Maintenant, les grands publicants publicateurs publicitaires occupent sans état d'âme une partie de l'espace saint sulpicien que les petits éditeurs paient toujours avec beaucoup de difficulté. Ainsi, sont menacés dans leur existence et leur expression les traîne-patins du stylo à billes et les sans grade du traitement de texte. Ainsi, trop d'entrepreneurs de l'écrit ont disparu sans laisser plus de trace que ma plume dans l'encrier renversé. C'est pour cela qu'un jour le marché de la Poésie risque de devoir changer son nom pour devenir le super-marché des best sellers promotion assurée en vingt langues et présentation par effet de masse, comme des barils de lessive. Je tire donc mon chapeau à ceux qui, tel l'éditeur LE BRUIT DES AUTRES, persévèrent en mêlant talent et courage.

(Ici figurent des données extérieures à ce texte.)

//! Tindung HTTP client implementation.

use std::time::Duration;

use reqwest::{Client, RequestBuilder, Url};
use serde::de::DeserializeOwned;
use serde::Serialize;

use tindung_core::{
    ContractCode, HistoryId, HistoryPatch, HistoryRecord, Loan, LoanKind, NewHistoryRecord,
    PaymentStatus, ScheduleSummary,
};

use crate::error::ClientError;
use crate::types::{ApiErrorResponse, ApiResponse, CountResponse, HealthStatus};

/// Options for building a [`CreditClient`].
#[derive(Debug, Clone)]
pub struct ClientOptions {
    /// Request timeout in seconds.
    pub timeout_seconds: u64,
}

impl Default for ClientOptions {
    fn default() -> Self {
        Self {
            timeout_seconds: 30,
        }
    }
}

/// Page selection for list calls.
#[derive(Debug, Clone, Copy, Default, Serialize)]
pub struct Page {
    /// Records to skip.
    pub skip: usize,
    /// Maximum records to return; the server default applies when `None`.
    #[serde(skip_serializing_if = "Option::is_none")]
    pub limit: Option<usize>,
}

#[derive(Serialize)]
struct StatusQuery {
    #[serde(skip_serializing_if = "Option::is_none")]
    status: Option<PaymentStatus>,
}

#[derive(Serialize)]
struct ContractQuery<'a> {
    #[serde(skip_serializing_if = "Option::is_none")]
    contract_code: Option<&'a str>,
}

/// Tindung API client.
///
/// Contract methods are generic over the product:
///
/// ```no_run
/// use tindung_client::CreditClient;
/// use tindung_core::{CreditLoan, InstallmentLoan};
///
/// # async fn example() -> Result<(), tindung_client::ClientError> {
/// let client = CreditClient::new("http://localhost:8080")?;
/// let credit = client.list_loans::<CreditLoan>(Default::default()).await?;
/// let installments = client.count_loans::<InstallmentLoan>(None).await?;
/// # Ok(())
/// # }
/// ```
#[derive(Debug, Clone)]
pub struct CreditClient {
    client: Client,
    base_url: Url,
}

fn product_path(kind: LoanKind) -> &'static str {
    match kind {
        LoanKind::Credit => "credit-loans",
        LoanKind::Installment => "installment-loans",
    }
}

impl CreditClient {
    /// Create a client with default options.
    ///
    /// # Errors
    ///
    /// Returns `ClientError::Configuration` if `base_url` is not an absolute
    /// HTTP URL or the HTTP client cannot be built.
    pub fn new(base_url: impl Into<String>) -> Result<Self, ClientError> {
        Self::with_options(base_url, ClientOptions::default())
    }

    /// Create a client with custom options.
    ///
    /// # Errors
    ///
    /// Returns `ClientError::Configuration` if `base_url` is not an absolute
    /// HTTP URL or the HTTP client cannot be built.
    pub fn with_options(
        base_url: impl Into<String>,
        options: ClientOptions,
    ) -> Result<Self, ClientError> {
        let base_url = base_url.into();
        let base_url = Url::parse(&base_url).map_err(|e| {
            ClientError::Configuration(format!("invalid base URL {base_url}: {e}"))
        })?;
        if base_url.cannot_be_a_base() {
            return Err(ClientError::Configuration(format!(
                "base URL cannot carry a path: {base_url}"
            )));
        }

        let client = Client::builder()
            .timeout(Duration::from_secs(options.timeout_seconds))
            .build()
            .map_err(|e| ClientError::Configuration(e.to_string()))?;

        Ok(Self { client, base_url })
    }

    /// Append percent-encoded path segments to the base URL.
    fn url(&self, segments: &[&str]) -> Result<Url, ClientError> {
        let mut url = self.base_url.clone();
        url.path_segments_mut()
            .map_err(|()| {
                ClientError::Configuration(format!(
                    "base URL cannot carry a path: {}",
                    self.base_url
                ))
            })?
            .pop_if_empty()
            .extend(segments);
        Ok(url)
    }

    fn loan_url<L: Loan>(&self, code: Option<&ContractCode>) -> Result<Url, ClientError> {
        let product = product_path(L::KIND);
        match code {
            Some(code) => self.url(&["v1", product, code.as_str()]),
            None => self.url(&["v1", product]),
        }
    }

    fn history_url(&self, segments: &[&str]) -> Result<Url, ClientError> {
        let mut path = vec!["v1", "history"];
        path.extend_from_slice(segments);
        self.url(&path)
    }

    /// Check service health.
    ///
    /// # Errors
    ///
    /// Returns an error if the request fails or the server returns an error.
    pub async fn health(&self) -> Result<HealthStatus, ClientError> {
        let response = self.client.get(self.url(&["health"])?).send().await?;
        Self::handle_response(response).await
    }

    // =========================================================================
    // Contracts
    // =========================================================================

    /// Create a contract of product `L`.
    ///
    /// # Errors
    ///
    /// Returns `ClientError::InvalidArgument` for a rejected draft.
    pub async fn create_loan<L: Loan>(&self, draft: &L::Draft) -> Result<L, ClientError> {
        self.send(self.client.post(self.loan_url::<L>(None)?).json(draft))
            .await
    }

    /// Get a contract by code.
    ///
    /// # Errors
    ///
    /// Returns `ClientError::NotFound` if the code is unknown for `L`.
    pub async fn get_loan<L: Loan>(&self, code: &ContractCode) -> Result<L, ClientError> {
        self.send(self.client.get(self.loan_url::<L>(Some(code))?))
            .await
    }

    /// List contracts in code order.
    ///
    /// # Errors
    ///
    /// Returns an error if the request fails or the server returns an error.
    pub async fn list_loans<L: Loan>(&self, page: Page) -> Result<Vec<L>, ClientError> {
        self.send(self.client.get(self.loan_url::<L>(None)?).query(&page))
            .await
    }

    /// List contracts with the given status.
    ///
    /// # Errors
    ///
    /// Returns an error if the request fails or the server returns an error.
    pub async fn list_loans_by_status<L: Loan>(
        &self,
        status: PaymentStatus,
    ) -> Result<Vec<L>, ClientError> {
        let query = StatusQuery {
            status: Some(status),
        };
        self.send(self.client.get(self.loan_url::<L>(None)?).query(&query))
            .await
    }

    /// Count contracts, optionally only those with `status`.
    ///
    /// # Errors
    ///
    /// Returns an error if the request fails or the server returns an error.
    pub async fn count_loans<L: Loan>(
        &self,
        status: Option<PaymentStatus>,
    ) -> Result<usize, ClientError> {
        let response: CountResponse = self
            .send(
                self.client
                    .get(self.url(&["v1", product_path(L::KIND), "count"])?)
                    .query(&StatusQuery { status }),
            )
            .await?;
        Ok(response.count)
    }

    /// Merge a partial update into a contract.
    ///
    /// # Errors
    ///
    /// Returns `ClientError::NotFound` for an unknown code and
    /// `ClientError::InvalidArgument` for a rejected patch.
    pub async fn update_loan<L: Loan>(
        &self,
        code: &ContractCode,
        patch: &L::Patch,
    ) -> Result<L, ClientError> {
        self.send(
            self.client
                .put(self.loan_url::<L>(Some(code))?)
                .json(patch),
        )
        .await
    }

    /// Delete a contract.
    ///
    /// # Errors
    ///
    /// Returns `ClientError::NotFound` if the code is unknown for `L`.
    pub async fn delete_loan<L: Loan>(&self, code: &ContractCode) -> Result<(), ClientError> {
        self.send(self.client.delete(self.loan_url::<L>(Some(code))?))
            .await
    }

    // =========================================================================
    // Payment history
    // =========================================================================

    /// Record one payment entry.
    ///
    /// # Errors
    ///
    /// Returns `ClientError::NotFound` if the contract does not exist.
    pub async fn create_history(
        &self,
        record: &NewHistoryRecord,
    ) -> Result<HistoryRecord, ClientError> {
        self.send(self.client.post(self.history_url(&[])?).json(record))
            .await
    }

    /// Get a history record by id.
    ///
    /// # Errors
    ///
    /// Returns `ClientError::NotFound` for an unknown id.
    pub async fn get_history(&self, id: HistoryId) -> Result<HistoryRecord, ClientError> {
        let id = id.to_string();
        self.send(self.client.get(self.history_url(&[id.as_str()])?))
            .await
    }

    /// List history records in insertion order.
    ///
    /// # Errors
    ///
    /// Returns an error if the request fails or the server returns an error.
    pub async fn list_history(&self, page: Page) -> Result<Vec<HistoryRecord>, ClientError> {
        self.send(self.client.get(self.history_url(&[])?).query(&page))
            .await
    }

    /// All history records of one contract.
    ///
    /// # Errors
    ///
    /// Returns an error if the request fails or the server returns an error.
    pub async fn contract_history(
        &self,
        code: &ContractCode,
    ) -> Result<Vec<HistoryRecord>, ClientError> {
        self.send(
            self.client
                .get(self.history_url(&["contract", code.as_str()])?),
        )
        .await
    }

    /// Count history records, optionally only those of one contract.
    ///
    /// # Errors
    ///
    /// Returns an error if the request fails or the server returns an error.
    pub async fn count_history(&self, code: Option<&ContractCode>) -> Result<usize, ClientError> {
        let query = ContractQuery {
            contract_code: code.map(ContractCode::as_str),
        };
        let response: CountResponse = self
            .send(self.client.get(self.history_url(&["count"])?).query(&query))
            .await?;
        Ok(response.count)
    }

    /// Merge a partial update into a history record.
    ///
    /// # Errors
    ///
    /// Returns `ClientError::NotFound` for an unknown id and
    /// `ClientError::InvalidArgument` for a rejected patch.
    pub async fn update_history(
        &self,
        id: HistoryId,
        patch: &HistoryPatch,
    ) -> Result<HistoryRecord, ClientError> {
        let id = id.to_string();
        self.send(self.client.put(self.history_url(&[id.as_str()])?).json(patch))
            .await
    }

    /// Delete a history record.
    ///
    /// # Errors
    ///
    /// Returns `ClientError::NotFound` for an unknown id.
    pub async fn delete_history(&self, id: HistoryId) -> Result<(), ClientError> {
        let id = id.to_string();
        self.send(self.client.delete(self.history_url(&[id.as_str()])?))
            .await
    }

    /// Run the schedule generator for a contract.
    ///
    /// # Errors
    ///
    /// Returns `ClientError::InvalidArgument` for an unrecognised code prefix
    /// and `ClientError::NotFound` for an unknown contract.
    pub async fn generate_schedule(
        &self,
        code: &ContractCode,
    ) -> Result<ScheduleSummary, ClientError> {
        self.send(
            self.client
                .post(self.history_url(&["generate", code.as_str()])?),
        )
        .await
    }

    // =========================================================================
    // Response handling
    // =========================================================================

    /// Send a request and unwrap the success envelope.
    async fn send<T: DeserializeOwned>(&self, request: RequestBuilder) -> Result<T, ClientError> {
        let response = request.send().await?;
        let envelope: ApiResponse<T> = Self::handle_response(response).await?;
        tracing::debug!(message = %envelope.message, "Request succeeded");
        Ok(envelope.data)
    }

    /// Handle API response and convert errors.
    async fn handle_response<T: DeserializeOwned>(
        response: reqwest::Response,
    ) -> Result<T, ClientError> {
        let status = response.status();
        let body = response.bytes().await?;

        if status.is_success() {
            return Ok(serde_json::from_slice(&body)?);
        }

        match serde_json::from_slice::<ApiErrorResponse>(&body) {
            Ok(api_error) => {
                let message = api_error.error.message;
                match api_error.error.code.as_str() {
                    "not_found" => Err(ClientError::NotFound { message }),
                    "bad_request" => Err(ClientError::InvalidArgument { message }),
                    "conflict" => Err(ClientError::Conflict { message }),
                    code => Err(ClientError::Api {
                        code: code.to_string(),
                        message,
                        status: status.as_u16(),
                    }),
                }
            }
            Err(_) => Err(ClientError::Api {
                code: "unknown".to_string(),
                message: String::from_utf8_lossy(&body).into_owned(),
                status: status.as_u16(),
            }),
        }
    }
}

Parmi ces obstinés de la création, il faut en saluer une qui cette année fait particulièrement honneur à la profession, c'est May et Valérie Livory qui animent les éditions BARDE LA LEZARDE. Elle viennent de créér une collection de CD Livres qui feront l'objet d'une édition en ligne mais qui sont également édités sur papier. Cousues et collées à la main, leurs "pastilles" se veulent poésies accompagnées par des images et des collages à la Prévert. La pastille est "phonème en refrain, pilule de poésie minuscule, poème en rond qui commence et finit par le même", expliquent-elles.

Mais puisque je vous sens impatients d'avoir une définition, cartésiens que vous êtes, je dirai que le CD Livre occupe un espace artistique et poétique tout à fait novateur aux confins du livre d'Art et du haïku japonais. Le premier nous offre de magnifiques représentations d'œuvres rares, mais il est souvent cher. Le second, poème japonais de 17 syllabes, se veut fantaisie en trois vers qui en dit long en faisant court. Entre les deux, il y a maintenant ces délicieux petits livres vendus modiquement 15 euros formés d'une douzaine de pochettes-pages cousues en tête, où sont glissés textes et images. La première fait couverture et la dernière colle au fond.

Ces œuvres originales que les chalands du marché ont achetées spontanément ont été remarquées par l'émission Poésie de FR 3 et cela fonde mon espoir que Saint-Sulpice reste la place privilégiée des créations poétiques et des textes inspirés.